Philadelphia's defense ranked second in the league in yards allowed (5,125) and set an NFL record with four players who recorded at least ten sacks. The defensive line features defensive ends Josh Sweat and Brandon Graham, who each recorded 11 sacks, along with defensive tackles Fletcher Cox (seven sacks), Javon Hargrave (11 sacks), and Milton Williams (4 sacks). Pro Bowl linebacker Haason Reddick ranked second in the NFL with 16 sacks while forcing five fumbles and recovering three. Linebackers T. J. Edwards and Kyzir White each recorded over 100 combined tackles and broke up seven passes. In the secondary, safety C. J. Gardner-Johnson co-led the NFL with six interceptions, while All-Pro cornerbacks Darius Slay and James Bradberry each had three.
It was Philadelphia's fourth Super Bowl, following a win in Super Bowl LII and losses in Super Bowls XV and XXXIX. The Eagles also won three pre-Super Bowl NFL championships in 1948, 1949, and 1960.

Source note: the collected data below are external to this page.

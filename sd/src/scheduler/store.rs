//! Task record store
//!
//! Exclusive owner of all TaskRecords. Every read hands out a snapshot
//! copy; no caller ever holds a reference into the map.

use std::collections::{BTreeMap, HashMap};
use std::time::Duration;

use chrono::Utc;
use tokio::sync::Mutex;
use tracing::{debug, info, warn};

use crate::domain::{TaskRecord, TaskStatus};

use super::error::TaskError;

/// Aggregate counts over the store
#[derive(Debug, Default, Clone, serde::Serialize)]
pub struct TaskStats {
    pub total_tasks: usize,
    /// Count per status, keyed by status name
    pub status_counts: BTreeMap<String, usize>,
}

/// Thread-safe owner of all task records
#[derive(Default)]
pub struct TaskStore {
    tasks: Mutex<HashMap<String, TaskRecord>>,
}

impl TaskStore {
    pub fn new() -> Self {
        Self::default()
    }

    /// Insert a new record
    ///
    /// Fails with DuplicateTask if the ID already exists. The generation
    /// scheme makes collisions unreachable in practice, so this is an
    /// invariant check, not a recovery path.
    pub async fn create(&self, record: TaskRecord) -> Result<(), TaskError> {
        let mut tasks = self.tasks.lock().await;
        if tasks.contains_key(&record.id) {
            return Err(TaskError::DuplicateTask(record.id));
        }
        debug!(task_id = %record.id, hashtag = %record.hashtag, "Task added to store");
        tasks.insert(record.id.clone(), record);
        Ok(())
    }

    /// Apply a status transition to a record
    ///
    /// Returns false with a warning if the ID is unknown (tolerates late
    /// callbacks after eviction) or the record is already terminal.
    pub async fn update_status(&self, task_id: &str, status: TaskStatus, error: Option<String>) -> bool {
        let mut tasks = self.tasks.lock().await;
        let Some(record) = tasks.get_mut(task_id) else {
            warn!(task_id, %status, "Status update for unknown task");
            return false;
        };

        if record.apply_status(status, error) {
            debug!(task_id, %status, "Task status updated");
            true
        } else {
            warn!(task_id, %status, current = %record.status, "Ignoring transition out of terminal state");
            false
        }
    }

    /// Get a snapshot of one record
    pub async fn get(&self, task_id: &str) -> Option<TaskRecord> {
        self.tasks.lock().await.get(task_id).cloned()
    }

    /// Get a snapshot of all records
    pub async fn list_all(&self) -> HashMap<String, TaskRecord> {
        self.tasks.lock().await.clone()
    }

    /// Remove a record outright; returns whether it existed
    pub async fn remove(&self, task_id: &str) -> bool {
        let removed = self.tasks.lock().await.remove(task_id).is_some();
        if removed {
            debug!(task_id, "Task removed from store");
        }
        removed
    }

    /// Evict terminal records whose end_time predates now − max_age
    ///
    /// Queued and running tasks are never evicted regardless of age.
    pub async fn evict_older_than(&self, max_age: Duration) -> usize {
        let cutoff = Utc::now() - chrono::Duration::seconds(max_age.as_secs() as i64);
        let mut tasks = self.tasks.lock().await;

        let stale: Vec<String> = tasks
            .values()
            .filter(|t| t.is_terminal() && t.end_time.is_some_and(|end| end <= cutoff))
            .map(|t| t.id.clone())
            .collect();

        for task_id in &stale {
            tasks.remove(task_id);
        }

        if !stale.is_empty() {
            info!(evicted = stale.len(), "Evicted old terminal tasks");
        }
        stale.len()
    }

    /// Aggregate counts per status
    pub async fn stats(&self) -> TaskStats {
        let tasks = self.tasks.lock().await;
        let mut status_counts: BTreeMap<String, usize> = BTreeMap::new();
        for record in tasks.values() {
            *status_counts.entry(record.status.to_string()).or_default() += 1;
        }
        TaskStats {
            total_tasks: tasks.len(),
            status_counts,
        }
    }
}

#[cfg(test)]
mod tests {
    use super::*;
    use crate::domain::TaskOrigin;

    fn record(id: &str) -> TaskRecord {
        TaskRecord::new(id, "cricket", 500, TaskOrigin::Api, 1)
    }

    #[tokio::test]
    async fn test_create_and_get() {
        let store = TaskStore::new();
        store.create(record("t-1")).await.unwrap();

        let fetched = store.get("t-1").await.unwrap();
        assert_eq!(fetched.hashtag, "cricket");
        assert!(store.get("t-2").await.is_none());
    }

    #[tokio::test]
    async fn test_create_duplicate_rejected() {
        let store = TaskStore::new();
        store.create(record("t-1")).await.unwrap();

        let result = store.create(record("t-1")).await;
        assert!(matches!(result, Err(TaskError::DuplicateTask(_))));
    }

    #[tokio::test]
    async fn test_update_status_unknown_task_is_noop() {
        let store = TaskStore::new();
        assert!(!store.update_status("missing", TaskStatus::Running, None).await);
    }

    #[tokio::test]
    async fn test_snapshot_is_a_copy() {
        let store = TaskStore::new();
        store.create(record("t-1")).await.unwrap();

        let mut snapshot = store.list_all().await;
        snapshot.get_mut("t-1").unwrap().status = TaskStatus::Failed;

        // Mutating the snapshot must not touch the store
        assert_eq!(store.get("t-1").await.unwrap().status, TaskStatus::Queued);
    }

    #[tokio::test]
    async fn test_evict_only_old_terminal() {
        let store = TaskStore::new();

        store.create(record("t-done")).await.unwrap();
        store.update_status("t-done", TaskStatus::Running, None).await;
        store.update_status("t-done", TaskStatus::Completed, None).await;

        store.create(record("t-queued")).await.unwrap();

        store.create(record("t-running")).await.unwrap();
        store.update_status("t-running", TaskStatus::Running, None).await;

        // max_age = 0: everything terminal is old enough
        let evicted = store.evict_older_than(Duration::ZERO).await;
        assert_eq!(evicted, 1);
        assert!(store.get("t-done").await.is_none());
        assert!(store.get("t-queued").await.is_some());
        assert!(store.get("t-running").await.is_some());
    }

    #[tokio::test]
    async fn test_evict_respects_age() {
        let store = TaskStore::new();
        store.create(record("t-1")).await.unwrap();
        store.update_status("t-1", TaskStatus::Running, None).await;
        store.update_status("t-1", TaskStatus::Failed, Some("boom".to_string())).await;

        // Just finished; a 1-hour retention keeps it
        let evicted = store.evict_older_than(Duration::from_secs(3600)).await;
        assert_eq!(evicted, 0);
        assert!(store.get("t-1").await.is_some());
    }

    #[tokio::test]
    async fn test_stats() {
        let store = TaskStore::new();
        store.create(record("t-1")).await.unwrap();
        store.create(record("t-2")).await.unwrap();
        store.update_status("t-2", TaskStatus::Running, None).await;

        let stats = store.stats().await;
        assert_eq!(stats.total_tasks, 2);
        assert_eq!(stats.status_counts.get("queued"), Some(&1));
        assert_eq!(stats.status_counts.get("running"), Some(&1));
    }
}
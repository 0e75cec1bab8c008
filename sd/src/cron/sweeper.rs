//! Retention sweeper
//!
//! Periodically evicts terminal task records older than the retention
//! age. Queued and running tasks are never touched.

use std::sync::Arc;
use std::time::Duration;

use tracing::info;

use crate::config::Config;
use crate::scheduler::Scheduler;

pub struct RetentionSweeper {
    scheduler: Arc<Scheduler>,
    interval: Duration,
    max_age_hours: u64,
}

impl RetentionSweeper {
    pub fn new(scheduler: Arc<Scheduler>, config: &Config) -> Self {
        Self {
            scheduler,
            interval: Duration::from_secs(config.cron.sweep_interval_hours * 3600),
            max_age_hours: config.retention.max_age_hours,
        }
    }

    /// Run the timer loop; the first sweep fires one interval after start
    pub async fn run(self) {
        info!(
            interval_secs = self.interval.as_secs(),
            max_age_hours = self.max_age_hours,
            "Retention sweeper started"
        );

        let mut interval = tokio::time::interval(self.interval);
        interval.tick().await;

        loop {
            interval.tick().await;
            self.run_once().await;
        }
    }

    /// Run a single sweep; returns the eviction count
    pub async fn run_once(&self) -> usize {
        let evicted = self.scheduler.cleanup(self.max_age_hours).await;
        if evicted > 0 {
            info!(evicted, "Sweep removed old tasks");
        }
        evicted
    }
}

Main article: 2022–23 NFL playoffs
The Chiefs entered the playoffs as the No. 1 seed in the AFC. They defeated the Jacksonville Jaguars, 27–20, in the AFC Divisional round. In a tightly contested game, the Chiefs held off a late fourth-quarter rally by the Jaguars. Chiefs quarterback Patrick Mahomes went down early in the game with a high right ankle sprain injury which forced him out of the game for a drive, but he was able to return shortly after leaving. The AFC Championship pitted the Chiefs against the Cincinnati Bengals in a rematch of the 2021 AFC Championship game. This was the fifth consecutive AFC Championship hosted by the Chiefs, extending their record. Much like the previous year's contest, the game was close toward the end of the fourth quarter. On the game's last drive, tied at 20, Bengals defensive end Joseph Ossai was flagged for a late hit on Patrick Mahomes after he stepped out of bounds, which set the Chiefs up in field goal range with eight seconds remaining. Harrison Butker then kicked a 45-yard field goal to send the Chiefs to the Super Bowl with a 23–20 win.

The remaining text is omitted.